- [Exercise aim]
For the word "room", tally the lines of the data that contain it and give the tally alone.

════════════════════

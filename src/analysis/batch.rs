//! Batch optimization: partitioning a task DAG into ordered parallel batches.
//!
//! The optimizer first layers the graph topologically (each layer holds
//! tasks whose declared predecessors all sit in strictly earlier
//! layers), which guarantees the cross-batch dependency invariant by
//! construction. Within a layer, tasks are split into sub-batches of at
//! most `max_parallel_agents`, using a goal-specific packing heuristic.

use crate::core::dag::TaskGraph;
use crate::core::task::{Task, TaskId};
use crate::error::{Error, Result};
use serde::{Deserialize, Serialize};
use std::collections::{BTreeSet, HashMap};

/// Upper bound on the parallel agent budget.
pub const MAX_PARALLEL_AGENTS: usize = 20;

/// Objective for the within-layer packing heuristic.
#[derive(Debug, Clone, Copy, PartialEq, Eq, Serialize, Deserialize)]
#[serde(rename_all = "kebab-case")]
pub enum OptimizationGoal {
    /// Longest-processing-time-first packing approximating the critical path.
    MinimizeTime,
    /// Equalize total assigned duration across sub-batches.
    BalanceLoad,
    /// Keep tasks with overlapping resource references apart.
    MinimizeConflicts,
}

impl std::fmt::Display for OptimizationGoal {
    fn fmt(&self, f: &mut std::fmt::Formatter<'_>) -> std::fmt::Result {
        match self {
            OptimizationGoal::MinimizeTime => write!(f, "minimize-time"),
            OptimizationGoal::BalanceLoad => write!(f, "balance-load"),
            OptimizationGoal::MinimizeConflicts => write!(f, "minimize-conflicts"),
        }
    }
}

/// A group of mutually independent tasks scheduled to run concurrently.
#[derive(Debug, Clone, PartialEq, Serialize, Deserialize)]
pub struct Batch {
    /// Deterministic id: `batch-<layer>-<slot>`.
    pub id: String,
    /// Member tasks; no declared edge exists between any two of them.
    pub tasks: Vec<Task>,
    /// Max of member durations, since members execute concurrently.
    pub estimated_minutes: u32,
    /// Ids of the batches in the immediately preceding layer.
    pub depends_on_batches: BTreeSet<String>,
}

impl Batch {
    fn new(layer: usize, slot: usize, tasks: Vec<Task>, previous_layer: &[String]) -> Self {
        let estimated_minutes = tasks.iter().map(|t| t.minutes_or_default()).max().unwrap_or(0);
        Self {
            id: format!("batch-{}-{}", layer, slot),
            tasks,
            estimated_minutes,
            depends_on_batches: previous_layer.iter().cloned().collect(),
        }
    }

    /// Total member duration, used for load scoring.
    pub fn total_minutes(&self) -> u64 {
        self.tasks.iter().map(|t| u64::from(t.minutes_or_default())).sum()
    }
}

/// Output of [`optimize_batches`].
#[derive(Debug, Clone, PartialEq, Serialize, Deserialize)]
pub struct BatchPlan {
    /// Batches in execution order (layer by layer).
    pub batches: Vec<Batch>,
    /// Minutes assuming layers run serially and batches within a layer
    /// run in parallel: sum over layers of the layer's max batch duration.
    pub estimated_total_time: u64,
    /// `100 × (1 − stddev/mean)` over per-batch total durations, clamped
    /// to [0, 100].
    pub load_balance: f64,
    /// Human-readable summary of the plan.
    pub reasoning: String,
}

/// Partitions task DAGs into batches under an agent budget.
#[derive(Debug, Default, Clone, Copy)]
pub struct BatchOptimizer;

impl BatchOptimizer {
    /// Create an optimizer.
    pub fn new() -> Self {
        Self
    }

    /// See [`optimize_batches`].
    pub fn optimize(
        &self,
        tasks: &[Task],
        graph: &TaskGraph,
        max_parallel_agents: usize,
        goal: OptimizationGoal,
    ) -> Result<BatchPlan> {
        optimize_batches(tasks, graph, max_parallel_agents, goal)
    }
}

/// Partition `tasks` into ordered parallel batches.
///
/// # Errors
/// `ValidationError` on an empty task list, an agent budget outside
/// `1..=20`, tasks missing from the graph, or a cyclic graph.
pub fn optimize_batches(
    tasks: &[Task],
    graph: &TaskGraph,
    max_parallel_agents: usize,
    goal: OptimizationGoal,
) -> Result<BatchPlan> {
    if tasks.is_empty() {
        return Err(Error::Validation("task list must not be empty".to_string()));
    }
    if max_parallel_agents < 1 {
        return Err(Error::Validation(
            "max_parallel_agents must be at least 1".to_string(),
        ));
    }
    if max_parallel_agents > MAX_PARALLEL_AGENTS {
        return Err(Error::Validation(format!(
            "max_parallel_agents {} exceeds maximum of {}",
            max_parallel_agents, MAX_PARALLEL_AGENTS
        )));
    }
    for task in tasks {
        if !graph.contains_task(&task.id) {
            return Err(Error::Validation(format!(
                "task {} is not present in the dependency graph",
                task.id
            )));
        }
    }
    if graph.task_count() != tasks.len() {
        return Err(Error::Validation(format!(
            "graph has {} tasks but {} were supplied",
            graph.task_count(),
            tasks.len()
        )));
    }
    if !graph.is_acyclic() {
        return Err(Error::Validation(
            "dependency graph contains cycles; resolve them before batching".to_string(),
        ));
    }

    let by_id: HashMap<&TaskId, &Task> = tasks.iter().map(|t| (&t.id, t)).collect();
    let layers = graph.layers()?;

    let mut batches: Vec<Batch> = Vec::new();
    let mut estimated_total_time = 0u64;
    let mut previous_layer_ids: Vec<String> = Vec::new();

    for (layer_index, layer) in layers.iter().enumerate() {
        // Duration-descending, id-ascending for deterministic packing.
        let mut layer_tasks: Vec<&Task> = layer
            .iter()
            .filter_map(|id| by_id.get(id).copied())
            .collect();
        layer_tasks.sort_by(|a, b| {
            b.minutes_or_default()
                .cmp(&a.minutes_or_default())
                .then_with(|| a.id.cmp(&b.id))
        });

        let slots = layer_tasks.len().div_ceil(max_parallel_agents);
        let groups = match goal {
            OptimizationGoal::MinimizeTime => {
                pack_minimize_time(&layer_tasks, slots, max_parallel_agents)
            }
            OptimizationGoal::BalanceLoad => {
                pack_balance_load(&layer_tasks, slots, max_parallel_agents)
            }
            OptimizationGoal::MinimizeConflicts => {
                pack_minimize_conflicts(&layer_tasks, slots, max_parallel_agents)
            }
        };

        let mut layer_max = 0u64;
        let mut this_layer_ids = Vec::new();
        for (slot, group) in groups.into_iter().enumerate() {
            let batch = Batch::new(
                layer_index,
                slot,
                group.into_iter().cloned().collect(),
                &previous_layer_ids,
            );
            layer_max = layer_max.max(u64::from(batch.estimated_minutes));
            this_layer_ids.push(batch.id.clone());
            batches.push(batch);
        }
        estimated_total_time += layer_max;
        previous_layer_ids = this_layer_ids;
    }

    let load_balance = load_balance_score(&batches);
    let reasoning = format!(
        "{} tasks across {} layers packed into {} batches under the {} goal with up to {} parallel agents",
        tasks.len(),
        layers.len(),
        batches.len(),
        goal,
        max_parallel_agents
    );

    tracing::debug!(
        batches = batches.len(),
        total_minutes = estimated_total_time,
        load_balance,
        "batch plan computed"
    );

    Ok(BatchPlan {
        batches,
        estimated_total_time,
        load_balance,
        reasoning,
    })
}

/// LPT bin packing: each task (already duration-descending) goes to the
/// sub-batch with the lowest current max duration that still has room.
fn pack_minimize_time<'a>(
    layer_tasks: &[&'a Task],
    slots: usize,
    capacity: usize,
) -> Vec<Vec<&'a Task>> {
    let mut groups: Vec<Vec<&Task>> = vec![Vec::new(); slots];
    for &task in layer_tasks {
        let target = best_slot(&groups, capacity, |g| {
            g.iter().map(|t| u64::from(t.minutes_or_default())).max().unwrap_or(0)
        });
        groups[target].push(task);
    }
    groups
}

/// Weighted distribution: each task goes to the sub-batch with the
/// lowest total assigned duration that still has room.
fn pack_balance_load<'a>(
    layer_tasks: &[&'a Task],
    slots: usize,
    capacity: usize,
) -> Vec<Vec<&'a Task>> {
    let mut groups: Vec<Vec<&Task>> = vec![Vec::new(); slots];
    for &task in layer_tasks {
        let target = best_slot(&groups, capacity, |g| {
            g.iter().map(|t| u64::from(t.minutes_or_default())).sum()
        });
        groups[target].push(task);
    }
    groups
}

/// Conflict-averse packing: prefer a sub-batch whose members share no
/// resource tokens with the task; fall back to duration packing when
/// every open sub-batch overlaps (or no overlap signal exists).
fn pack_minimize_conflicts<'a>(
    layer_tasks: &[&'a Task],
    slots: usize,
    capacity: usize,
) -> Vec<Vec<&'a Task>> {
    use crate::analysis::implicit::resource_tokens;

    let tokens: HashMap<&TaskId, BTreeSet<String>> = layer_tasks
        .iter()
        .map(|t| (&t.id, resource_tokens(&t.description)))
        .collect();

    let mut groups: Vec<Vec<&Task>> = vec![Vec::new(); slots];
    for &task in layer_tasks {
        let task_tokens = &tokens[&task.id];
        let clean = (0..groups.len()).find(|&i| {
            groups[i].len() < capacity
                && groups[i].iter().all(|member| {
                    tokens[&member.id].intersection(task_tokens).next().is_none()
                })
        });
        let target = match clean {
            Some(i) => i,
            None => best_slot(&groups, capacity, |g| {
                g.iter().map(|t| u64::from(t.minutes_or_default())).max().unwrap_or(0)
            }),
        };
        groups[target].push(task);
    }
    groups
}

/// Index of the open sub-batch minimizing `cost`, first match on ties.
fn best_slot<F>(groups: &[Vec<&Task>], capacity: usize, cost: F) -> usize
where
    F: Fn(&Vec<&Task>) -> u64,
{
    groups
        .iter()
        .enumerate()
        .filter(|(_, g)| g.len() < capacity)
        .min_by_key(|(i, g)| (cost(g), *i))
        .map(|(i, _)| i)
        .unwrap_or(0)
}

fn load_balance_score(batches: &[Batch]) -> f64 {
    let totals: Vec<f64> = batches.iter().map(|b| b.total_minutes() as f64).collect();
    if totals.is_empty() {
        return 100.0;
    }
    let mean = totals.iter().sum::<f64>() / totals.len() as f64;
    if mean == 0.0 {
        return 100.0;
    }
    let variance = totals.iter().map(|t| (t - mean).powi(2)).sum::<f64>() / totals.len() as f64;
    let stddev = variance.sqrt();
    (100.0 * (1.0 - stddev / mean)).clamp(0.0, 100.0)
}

════════════════════

- [Output of the exercise]
2